The Constitutional Court of the Republic of Kosovo today published the Judgment in Case KI 159/20, submitted by “ADOL” L.L.C., whereby was requested the constitutional review of Judgment of the Supreme Court of the Republic of Kosovo [Rev. No. 29/19], of 1 July 2020.
The circumstances of the present case are related to the registration of the trademark “GJERGJ KASTRIOTI SKENDERBEU” by the Applicant at the Industrial Property Agency (IPA). Due to the similarities with some products imported by the “ELKOS” company and the use of the same trademark by the latter, the Applicant filed a lawsuit as well as a request for interim measure with the Basic Court, claiming infringement of the Applicant’s right to trademark. In the court proceedings, the Applicant’s lawsuit was rejected as ungrounded because the Basic Court, the Court of Appeals and the Supreme Court, assessed, among other things, that based on the Law on Trademarks and the Paris Convention for the Protection of Industrial Property, the trademark used from the other company, is a “well-known trademark” and which also contains “state symbols”, which cannot be appropriated by one party and their use be prohibited to other parties.
The Applicant alleged before the Court that the regular courts violated its rights guaranteed by Article 46 [Protection of Property] of the Constitution in conjunction with Article 1 (Protection of property) of Protocol no. 1 of the European Convention on Human Rights (ECHR), and with Article 54 [Judicial Protection of Rights] of the Constitution in conjunction with Article 6 of the ECHR, arguing, among other things, that it has registered the trademark with IPA, and consequently, based on the Law on Trademarks, it is entitled to all the legal rights related thereto, also claiming that only IPA is competent to take the decision to reject the application for registration and/or declaration of the registered trademark as invalid.
In assessing the Applicant’s allegations, the Court first elaborated the general principles of its case law and that of the European Court of Human Rights regarding the right to property and then applied the latter to the present case. In this regard, the Court concluded that the “right to property” established in Article 46 of the Constitution in conjunction with Article 1 of Protocol no. 1 of the ECHR, applies to registered trademarks. In this context, the Court, based on the aforementioned case law, first analyzed whether in the present case there has been “interference” with his right “to property” and whether the assessment of the regular courts in this regard was arbitrary. In this regard, the Court assessed that the regular courts referred to two categories of reasoning, based on the applicable laws, to reject the lawsuit of the Applicant, namely (a) well-known trademarks; and (b) the use of national symbols.
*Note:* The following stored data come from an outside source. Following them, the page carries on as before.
use thiserror::Error;

pub type Result<T> = std::result::Result<T, SearchError>;

/// Failures surfaced by a search call.
///
/// The server renders these to text only at the tool boundary, so callers inside the
/// workspace can still tell a missing binary from a bad folder.
#[derive(Error, Debug, Clone, PartialEq, Eq)]
pub enum SearchError {
    #[error("ripgrep (rg) not found: {0}")]
    NotFound(String),

    #[error("{0}")]
    InvalidInput(String),

    #[error("search failed: {0}")]
    ExecutionFailure(String),
}

impl SearchError {
    pub fn kind(&self) -> &'static str {
        match self {
            SearchError::NotFound(_) => "not_found",
            SearchError::InvalidInput(_) => "invalid_input",
            SearchError::ExecutionFailure(_) => "execution_failure",
        }
    }

    /// Text shown to the agent host.
    pub fn render(&self) -> String {
        format!("Error: {self}")
    }
}

impl From<std::io::Error> for SearchError {
    fn from(err: std::io::Error) -> Self {
        SearchError::ExecutionFailure(err.to_string())
    }
}
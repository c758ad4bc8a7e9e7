pub(super) mod root;
pub(super) mod search;
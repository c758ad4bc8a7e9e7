use rmcp::schemars;
use serde::Deserialize;

#[derive(Debug, Deserialize, schemars::JsonSchema)]
pub struct SearchFilesRequest {
    /// Pattern to search for (ripgrep regex syntax)
    #[schemars(description = "The search pattern (ripgrep regex syntax)")]
    pub pattern: String,
}

#[derive(Debug, Deserialize, schemars::JsonSchema)]
pub struct SearchDefinitionsRequest {
    /// Function or class name to find
    #[schemars(description = "The name of the Python function or class to search for")]
    pub name: String,
}
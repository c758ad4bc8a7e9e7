//! Editor window discovery.
//!
//! Enumeration is OS-specific and lives behind [`WindowSource`]; everything else (matching,
//! title parsing) is plain string work and platform-independent.

mod process;
mod title;
#[cfg(windows)]
mod win32;

pub use process::{process_identity, UNKNOWN};
pub use title::{extract_workspace_path, strip_editor_decorations, workspace_path_from_title};

use serde::{Deserialize, Serialize};
use std::sync::Arc;

/// What the tracker knows about one top-level window.
#[derive(Debug, Clone, PartialEq, Eq, Serialize, Deserialize)]
pub struct WindowSnapshot {
    pub window_title: String,
    pub process_name: String,
    pub exe_path: String,
    pub pid: u32,
}

pub trait WindowSource: Send + Sync {
    /// The window that currently has keyboard focus, if any.
    fn foreground(&self) -> Option<WindowSnapshot>;

    /// Visible top-level windows in z-order.
    fn visible_windows(&self) -> Vec<WindowSnapshot>;
}

/// Used where the platform offers no window enumeration.
#[derive(Debug, Default, Clone, Copy)]
pub struct NoWindowSource;

impl WindowSource for NoWindowSource {
    fn foreground(&self) -> Option<WindowSnapshot> {
        None
    }

    fn visible_windows(&self) -> Vec<WindowSnapshot> {
        Vec::new()
    }
}

pub fn platform_window_source() -> Arc<dyn WindowSource> {
    #[cfg(windows)]
    {
        Arc::new(win32::Win32WindowSource)
    }
    #[cfg(not(windows))]
    {
        log::debug!("window enumeration is not supported on this platform");
        Arc::new(NoWindowSource)
    }
}

/// Decides whether a window belongs to the editor.
#[derive(Debug, Clone)]
pub struct EditorMatcher {
    process_keywords: Vec<String>,
    title_keywords: Vec<String>,
}

impl Default for EditorMatcher {
    fn default() -> Self {
        Self::vscode()
    }
}

impl EditorMatcher {
    pub fn vscode() -> Self {
        Self {
            process_keywords: vec!["code.exe".into(), "code".into(), "vscode".into()],
            title_keywords: vec!["visual studio code".into(), "vscode".into()],
        }
    }

    pub fn matches(&self, window: &WindowSnapshot) -> bool {
        let process = window.process_name.to_lowercase();
        let title = window.window_title.to_lowercase();
        self.process_keywords.iter().any(|k| process.contains(k))
            || self.title_keywords.iter().any(|k| title.contains(k))
    }
}

/// Foreground window when it is the editor, otherwise the first visible editor window.
pub fn detect_active_editor_window(
    source: &dyn WindowSource,
    matcher: &EditorMatcher,
) -> Option<WindowSnapshot> {
    if let Some(window) = source.foreground() {
        if matcher.matches(&window) {
            return Some(window);
        }
    }
    source
        .visible_windows()
        .into_iter()
        .find(|window| matcher.matches(window))
}

#[cfg(test)]
pub(crate) mod tests {
    use super::*;

    pub(crate) struct FakeWindows {
        pub foreground: Option<WindowSnapshot>,
        pub visible: Vec<WindowSnapshot>,
    }

    impl WindowSource for FakeWindows {
        fn foreground(&self) -> Option<WindowSnapshot> {
            self.foreground.clone()
        }

        fn visible_windows(&self) -> Vec<WindowSnapshot> {
            self.visible.clone()
        }
    }

    pub(crate) fn window(title: &str, process: &str) -> WindowSnapshot {
        WindowSnapshot {
            window_title: title.to_string(),
            process_name: process.to_string(),
            exe_path: UNKNOWN.to_string(),
            pid: 42,
        }
    }

    #[test]
    fn matches_by_process_or_title() {
        let matcher = EditorMatcher::vscode();
        assert!(matcher.matches(&window("notes.txt", "Code.exe")));
        assert!(matcher.matches(&window("C:\\repo - Visual Studio Code", "electron")));
        assert!(!matcher.matches(&window("Inbox", "outlook.exe")));
    }

    #[test]
    fn prefers_foreground_editor() {
        let source = FakeWindows {
            foreground: Some(window("front - Visual Studio Code", "Code.exe")),
            visible: vec![window("back - Visual Studio Code", "Code.exe")],
        };
        let found = detect_active_editor_window(&source, &EditorMatcher::vscode()).unwrap();
        assert_eq!(found.window_title, "front - Visual Studio Code");
    }

    #[test]
    fn falls_back_to_first_visible_editor() {
        let source = FakeWindows {
            foreground: Some(window("Terminal", "wt.exe")),
            visible: vec![
                window("Browser", "firefox.exe"),
                window("one - Visual Studio Code", "Code.exe"),
                window("two - Visual Studio Code", "Code.exe"),
            ],
        };
        let found = detect_active_editor_window(&source, &EditorMatcher::vscode()).unwrap();
        assert_eq!(found.window_title, "one - Visual Studio Code");
    }

    #[test]
    fn no_editor_means_none() {
        let source = FakeWindows {
            foreground: None,
            visible: vec![window("Browser", "firefox.exe")],
        };
        assert!(detect_active_editor_window(&source, &EditorMatcher::vscode()).is_none());
        assert!(detect_active_editor_window(&NoWindowSource, &EditorMatcher::vscode()).is_none());
    }
}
The Court, in analyzing the reasoning of the regular courts, found that the latter, in essence, have applied, among other, the relevant provisions of the Law on Trademarks and the relevant provisions of international instruments and which specifically regulate the issue of “well-known trademarks “, and in this case, they found that the Applicant cannot stop the import of the other company’s goods, since they are “well-known trademarks”, and were as such even before the formal registration of the trademark by the Applicant in the IPA. Moreover, and regarding the use of national symbols, the Court assessed that regular courts, applying the relevant provisions of international instruments and which specifically regulate the issue of national and state symbols, had emphasized that the two companies use in their products elements of the flag and the national coat of arms of the Republic of Albania and that this fact constitutes a characteristic through which it is impossible for the Applicant to appropriate this symbol as a trademark, and that in the circumstances of the present case, this means that the other party cannot be prohibited from using this sign.
Therefore and based on the clarifications given in the published Judgment, the Court found that the challenged Judgment [Rev. no. 29/19] of 1 July 2020 of the Supreme Court, is not rendered in violation of Article 46 (Protection of Property) of the Constitution in conjunction with Article 1 (Protection of property) of Protocol No. 1 of the ECHR.